Taco se colocó ante Corona, se llevó las manos a la boca y dijo algo en un idioma chillón, percutiente y can­tarín. Habló con claridad exagerada y trabajosa, como hace el que se dirige a un ciego o a un extranjero. Los Hermanos del Árbol se miraron e intercambiaron peque­ños grititos. Uno se adelantó bailando, colocó su cara a un palmo de la de Taco e imitó con gestos las palabras de éste, dando a su entonación un trasfondo cómico. Ta­co puso cara de susto y retrocedió un paso, tropezando con el pecho de Corona. Los Hermanos del Árbol soltaron un chorro de palabras y cuando acabaron repitió Taco su frase inicial con tono menos altisonante.

—¿Qué pasa? —preguntó Corona—. ¿Entiendes algo?

—Un poco. Muy poco.

—¿Van a traer al jefe?

—No lo sé. Ignoro si nos hemos referido a las mismas cosas.

—Dijiste antes que éstos pagan tributo a los Crista­les Blancos.

—Pagaban —dijo Taco—. No sé si siguen rindiéndo­les pleitesía. Se me ocurre que se están burlando a costa nuestra. Y que lo que dijo el que habló es insultante, pero no estoy seguro. No estoy seguro. Eso es todo.

—¡Monos de mierda!

—Cuidado, Corona —murmuró Sombra—. Acaso noso­tros no hablemos su idioma, pero ellos pueden hablar el nuestro.

—Prueba de nuevo —dijo Corona—. Habla más des­pacio. Di al mono que hable más despacio. El jefe, Taco, queremos ver al jefe. ¿No hay otra forma de establecer comunicación?

—Puedo entrar en trance —dijo Taco—. Sombra po­dría ayudarme con los significados. Pero necesitaría tiem­po para prepararme. Me siento con poco aplomo en este momento, demasiado tenso.

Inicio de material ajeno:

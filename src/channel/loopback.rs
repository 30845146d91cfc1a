//! Offline loopback agent
//!
//! A [`Connector`] that stands in for the remote tutor so the duplex
//! engine can be exercised end to end without the real service: it
//! answers the greeting with a short tone, echoes each detected user
//! utterance back at the playback rate, and raises `Interrupted` when
//! the user talks over it. Useful for demos and for soak-testing the
//! barge-in path.

use crossbeam_channel::{bounded, Receiver, Sender, TrySendError};
use std::thread;
use std::time::Duration;

use crate::channel::{ChannelEvent, ChannelHandle, Connector, SessionConfig};
use crate::codec::{decode_chunk, encode_samples, EncodedChunk};
use crate::constants::{CAPTURE_SAMPLE_RATE, CHANNELS, PLAYBACK_MIME, PLAYBACK_SAMPLE_RATE};
use crate::error::ChannelError;
use crate::session::SessionEvent;

/// RMS level above which a capture block counts as speech
const SPEECH_RMS: f32 = 0.02;

/// Quiet blocks marking the end of an utterance (one block ~ 256ms)
const END_OF_UTTERANCE_BLOCKS: usize = 2;

/// Seconds of agent audio per emitted chunk
const CHUNK_SECS: f64 = 0.2;

enum Outbound {
    Audio(EncodedChunk),
    Text,
    Close,
}

/// Echoes the user back as if it were the remote tutor.
#[derive(Default)]
pub struct EchoAgent;

impl EchoAgent {
    pub fn new() -> Self {
        Self
    }
}

impl Connector for EchoAgent {
    fn connect(
        &mut self,
        config: &SessionConfig,
        events: Sender<SessionEvent>,
    ) -> Result<Box<dyn ChannelHandle>, ChannelError> {
        tracing::info!(voice = %config.voice, "loopback agent connected");
        let (outbound_tx, outbound_rx) = bounded::<Outbound>(64);

        thread::Builder::new()
            .name("loopback-agent".to_string())
            .spawn(move || agent_loop(&outbound_rx, &events))
            .map_err(|e| ChannelError::Transport(e.to_string()))?;

        Ok(Box::new(LoopbackHandle { tx: outbound_tx }))
    }
}

struct LoopbackHandle {
    tx: Sender<Outbound>,
}

impl ChannelHandle for LoopbackHandle {
    fn send_audio(&mut self, chunk: EncodedChunk) -> Result<(), ChannelError> {
        match self.tx.try_send(Outbound::Audio(chunk)) {
            Ok(()) => Ok(()),
            Err(TrySendError::Full(_)) => Err(ChannelError::NotReady),
            Err(TrySendError::Disconnected(_)) => Err(ChannelError::Closed),
        }
    }

    fn send_text(&mut self, _text: &str) -> Result<(), ChannelError> {
        self.tx
            .try_send(Outbound::Text)
            .map_err(|_| ChannelError::Closed)
    }

    fn close(&mut self) {
        let _ = self.tx.try_send(Outbound::Close);
    }
}

fn agent_loop(outbound: &Receiver<Outbound>, events: &Sender<SessionEvent>) {
    let _ = events.send(SessionEvent::Channel(ChannelEvent::Opened));

    let mut collected: Vec<f32> = Vec::new();
    let mut quiet_blocks = 0usize;

    loop {
        match outbound.recv() {
            Ok(Outbound::Text) => {
                // The greeting elicits the agent's first utterance
                if speak(&tone(0.8), outbound, events).is_break() {
                    break;
                }
            }
            Ok(Outbound::Audio(chunk)) => {
                let Ok(channels) = decode_chunk(&chunk, CHANNELS) else {
                    continue;
                };
                let block = &channels[0];
                if rms(block) >= SPEECH_RMS {
                    quiet_blocks = 0;
                    collected.extend_from_slice(block);
                } else if !collected.is_empty() {
                    quiet_blocks += 1;
                    if quiet_blocks >= END_OF_UTTERANCE_BLOCKS {
                        let utterance =
                            resample(&collected, CAPTURE_SAMPLE_RATE, PLAYBACK_SAMPLE_RATE);
                        collected.clear();
                        quiet_blocks = 0;
                        if speak(&utterance, outbound, events).is_break() {
                            break;
                        }
                    }
                }
            }
            Ok(Outbound::Close) | Err(_) => break,
        }
    }

    let _ = events.send(SessionEvent::Channel(ChannelEvent::Closed));
    tracing::debug!("loopback agent finished");
}

/// Emit an utterance as paced chunks, watching for the user talking
/// over it. Returns `Break` when the channel closed mid-utterance.
fn speak(
    samples: &[f32],
    outbound: &Receiver<Outbound>,
    events: &Sender<SessionEvent>,
) -> std::ops::ControlFlow<()> {
    let chunk_len = (CHUNK_SECS * f64::from(PLAYBACK_SAMPLE_RATE)) as usize;

    for chunk in samples.chunks(chunk_len.max(1)) {
        // Barge-in check between chunks
        while let Ok(item) = outbound.try_recv() {
            match item {
                Outbound::Audio(incoming) => {
                    if let Ok(channels) = decode_chunk(&incoming, CHANNELS) {
                        if rms(&channels[0]) >= SPEECH_RMS {
                            tracing::debug!("user spoke over the agent, interrupting");
                            let _ = events.send(SessionEvent::Channel(ChannelEvent::Interrupted));
                            return std::ops::ControlFlow::Continue(());
                        }
                    }
                }
                Outbound::Text => {}
                Outbound::Close => return std::ops::ControlFlow::Break(()),
            }
        }

        let encoded = encode_samples(chunk, PLAYBACK_MIME);
        if events
            .send(SessionEvent::Channel(ChannelEvent::Audio(encoded)))
            .is_err()
        {
            return std::ops::ControlFlow::Break(());
        }
        thread::sleep(Duration::from_secs_f64(
            chunk.len() as f64 / f64::from(PLAYBACK_SAMPLE_RATE),
        ));
    }

    std::ops::ControlFlow::Continue(())
}

fn rms(samples: &[f32]) -> f32 {
    if samples.is_empty() {
        return 0.0;
    }
    (samples.iter().map(|s| s * s).sum::<f32>() / samples.len() as f32).sqrt()
}

/// A soft 440Hz tone with short fades, the agent's stand-in voice
fn tone(seconds: f64) -> Vec<f32> {
    let rate = f64::from(PLAYBACK_SAMPLE_RATE);
    let len = (seconds * rate) as usize;
    let fade = (0.01 * rate) as usize;
    (0..len)
        .map(|i| {
            let t = i as f64 / rate;
            let mut v = (t * 440.0 * std::f64::consts::TAU).sin() * 0.2;
            if i < fade {
                v *= i as f64 / fade as f64;
            }
            let from_end = len - i;
            if from_end < fade {
                v *= from_end as f64 / fade as f64;
            }
            v as f32
        })
        .collect()
}

/// Linear-interpolation resample, good enough for an echo stub
fn resample(samples: &[f32], from_rate: u32, to_rate: u32) -> Vec<f32> {
    if samples.is_empty() || from_rate == to_rate {
        return samples.to_vec();
    }
    let ratio = f64::from(from_rate) / f64::from(to_rate);
    let out_len = (samples.len() as f64 / ratio) as usize;
    (0..out_len)
        .map(|i| {
            let pos = i as f64 * ratio;
            let idx = pos as usize;
            let frac = (pos - idx as f64) as f32;
            let a = samples[idx.min(samples.len() - 1)];
            let b = samples[(idx + 1).min(samples.len() - 1)];
            a + (b - a) * frac
        })
        .collect()
}

#[cfg(test)]
mod tests {
    use super::*;
    use crate::constants::{CAPTURE_BLOCK_SIZE, CAPTURE_MIME};

    fn loud_block() -> EncodedChunk {
        let samples: Vec<f32> = (0..CAPTURE_BLOCK_SIZE)
            .map(|i| (i as f32 * 0.3).sin() * 0.5)
            .collect();
        encode_samples(&samples, CAPTURE_MIME)
    }

    fn quiet_block() -> EncodedChunk {
        encode_samples(&vec![0.0; CAPTURE_BLOCK_SIZE], CAPTURE_MIME)
    }

    fn recv_channel_event(
        events: &Receiver<SessionEvent>,
        timeout: Duration,
    ) -> Option<ChannelEvent> {
        let deadline = std::time::Instant::now() + timeout;
        while let Some(remaining) = deadline.checked_duration_since(std::time::Instant::now()) {
            match events.recv_timeout(remaining) {
                Ok(SessionEvent::Channel(event)) => return Some(event),
                Ok(_) => {}
                Err(_) => break,
            }
        }
        None
    }

    fn connect() -> (Box<dyn ChannelHandle>, Receiver<SessionEvent>) {
        let (tx, rx) = bounded(256);
        let config = SessionConfig {
            voice: "Puck".to_string(),
            system_instruction: String::new(),
            greeting: "hi".to_string(),
        };
        let handle = EchoAgent::new().connect(&config, tx).unwrap();
        (handle, rx)
    }

    #[test]
    fn opens_echoes_and_closes() {
        let (mut handle, rx) = connect();

        assert!(matches!(
            recv_channel_event(&rx, Duration::from_secs(1)),
            Some(ChannelEvent::Opened)
        ));

        // One utterance followed by silence comes back as agent audio
        for _ in 0..3 {
            handle.send_audio(loud_block()).unwrap();
        }
        for _ in 0..END_OF_UTTERANCE_BLOCKS {
            handle.send_audio(quiet_block()).unwrap();
        }
        match recv_channel_event(&rx, Duration::from_secs(2)) {
            Some(ChannelEvent::Audio(chunk)) => assert_eq!(chunk.mime_type, PLAYBACK_MIME),
            other => panic!("expected echoed audio, got {other:?}"),
        }

        handle.close();
        let mut saw_closed = false;
        while let Some(event) = recv_channel_event(&rx, Duration::from_secs(2)) {
            if matches!(event, ChannelEvent::Closed) {
                saw_closed = true;
                break;
            }
        }
        assert!(saw_closed);
    }

    #[test]
    fn speaking_over_the_agent_interrupts() {
        let (mut handle, rx) = connect();
        assert!(matches!(
            recv_channel_event(&rx, Duration::from_secs(1)),
            Some(ChannelEvent::Opened)
        ));

        // The greeting elicits a paced multi-chunk utterance
        handle.send_text("hello").unwrap();
        assert!(matches!(
            recv_channel_event(&rx, Duration::from_secs(2)),
            Some(ChannelEvent::Audio(_))
        ));

        // Talk over it
        handle.send_audio(loud_block()).unwrap();

        let mut saw_interrupt = false;
        while let Some(event) = recv_channel_event(&rx, Duration::from_secs(2)) {
            match event {
                ChannelEvent::Interrupted => {
                    saw_interrupt = true;
                    break;
                }
                ChannelEvent::Audio(_) => {}
                other => panic!("unexpected event {other:?}"),
            }
        }
        assert!(saw_interrupt);

        handle.close();
    }

    #[test]
    fn resample_preserves_duration() {
        let one_second = vec![0.5f32; CAPTURE_SAMPLE_RATE as usize];
        let out = resample(&one_second, CAPTURE_SAMPLE_RATE, PLAYBACK_SAMPLE_RATE);
        assert_eq!(out.len(), PLAYBACK_SAMPLE_RATE as usize);
    }

    #[test]
    fn rms_of_silence_is_zero() {
        assert_eq!(rms(&[0.0; 64]), 0.0);
        assert!(rms(&[]) == 0.0);
    }
}
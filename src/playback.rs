//! Gapless playback scheduling and barge-in cancellation
//!
//! Inbound synthesized chunks arrive in pieces; the scheduler lines each
//! decoded unit up to start exactly where the previous one ends on the
//! output clock, so discrete chunks play as one continuous utterance.
//! An interrupt hard-stops everything and rewinds the timeline to "now".

use crate::audio::output::{HandleId, OutputSink, PlaybackUnit, ScheduledHandle};
use crate::codec::{decode_chunk, EncodedChunk};
use crate::constants::{CHANNELS, PLAYBACK_SAMPLE_RATE};
use crate::error::Error;

/// Owns the playback timeline and the set of live handles.
///
/// Only the session event loop calls into this type, one event at a
/// time; `next_start` and the active set are never touched elsewhere.
pub struct PlaybackScheduler {
    sink: Box<dyn OutputSink>,
    /// End of the last scheduled unit on the sink clock
    next_start: f64,
    /// Units that will play or are playing
    active: Vec<Box<dyn ScheduledHandle>>,
}

impl PlaybackScheduler {
    pub fn new(sink: Box<dyn OutputSink>) -> Self {
        Self {
            sink,
            next_start: 0.0,
            active: Vec::new(),
        }
    }

    /// Decode an inbound chunk and schedule it directly after whatever
    /// is already queued.
    ///
    /// A chunk that fails to decode is dropped without touching the
    /// timeline; later chunks are unaffected.
    pub fn enqueue(&mut self, chunk: &EncodedChunk) -> Result<(), Error> {
        let channels = decode_chunk(chunk, CHANNELS)?;
        let unit = PlaybackUnit::new(channels, PLAYBACK_SAMPLE_RATE);
        let duration = unit.duration_secs();

        let start_at = self.next_start.max(self.sink.now());
        let handle = self.sink.schedule(unit, start_at)?;
        self.active.push(handle);
        self.next_start = start_at + duration;

        tracing::trace!(
            start_at,
            duration,
            active = self.active.len(),
            "scheduled playback unit"
        );
        Ok(())
    }

    /// Natural completion of one unit: drop its handle, nothing else.
    pub fn on_finished(&mut self, id: HandleId) {
        self.active.retain(|h| h.id() != id);
    }

    /// Barge-in: hard-stop every live unit, empty the active set and
    /// rewind the timeline so the next unit schedules at "now".
    ///
    /// Also used at teardown to clear pending playback. Safe to call
    /// with nothing active.
    pub fn cancel_all(&mut self) {
        for handle in self.active.drain(..) {
            handle.stop();
        }
        self.next_start = 0.0;
    }

    /// Number of units that will play or are playing
    pub fn active_count(&self) -> usize {
        self.active.len()
    }

    /// End of the last scheduled unit, in seconds on the sink clock
    pub fn next_start(&self) -> f64 {
        self.next_start
    }
}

Como para ilustrar esto último ejecutó un leve bailo­teo a base de saltitos que lo desplazó un tanto a la iz­quierda. Una nueva serie de botes y estaba de nuevo en su sitio. Los Hermanos del Árbol se deshicieron en carca­jadas, palmotearon e imitaron los gestos de Taco. En aquel momento llegaron nuevos miembros de la tribu; eran unos diez o doce ya, todos apiñados junto a la en­trada del vagón. Taco saltó de nuevo; era como un tic. Se puso a temblar. Sombra se le acercó y le rodeó el pe­cho con sus delgados brazos, como si quisiera servirle de ancla. Los Hermanos del Árbol se agitaron todavía más; a la sazón había una cualidad empecinada e inten­sa en su jugueteo. Parecía que de un momento a otro fuera a estallar la crisis. Hoja, que se encontraba a un costado de Corona, algo alejado, sintió una ligera con­tracción en los músculos de la base del estómago. Algo quería llamar su atención, algo situado a la derecha de los Hermanos del Árbol; miró en aquella dirección y vio un brillo azul, prolongado y estrecho, una especie de hombre de niebla y vapor que se desplazaba entre los hombres del bosque. ¿Era el Invisible? ¿Osólo un jue­go luminoso del ocaso, producido por los restos de la lluvia pasada? Aguzó la vista, pero la figura eludía su mirada, se deslizaba por entre los rayos de luz a medida que Hoja la seguía. En aquel momento oyó que Corona lanzaba una exclamación y se volvió a tiempo de ver que un escurridizo Hermano del Árbol se deslizaba bajo el codo del gigante y se lanzaba derecho al carromato.

—¡Alto! —gritó Corona—. ¡Vuelve! —Y, como si se hubiera dado una señal, siete u ocho pequeños hombres de los bosques se lanzaron al carromato.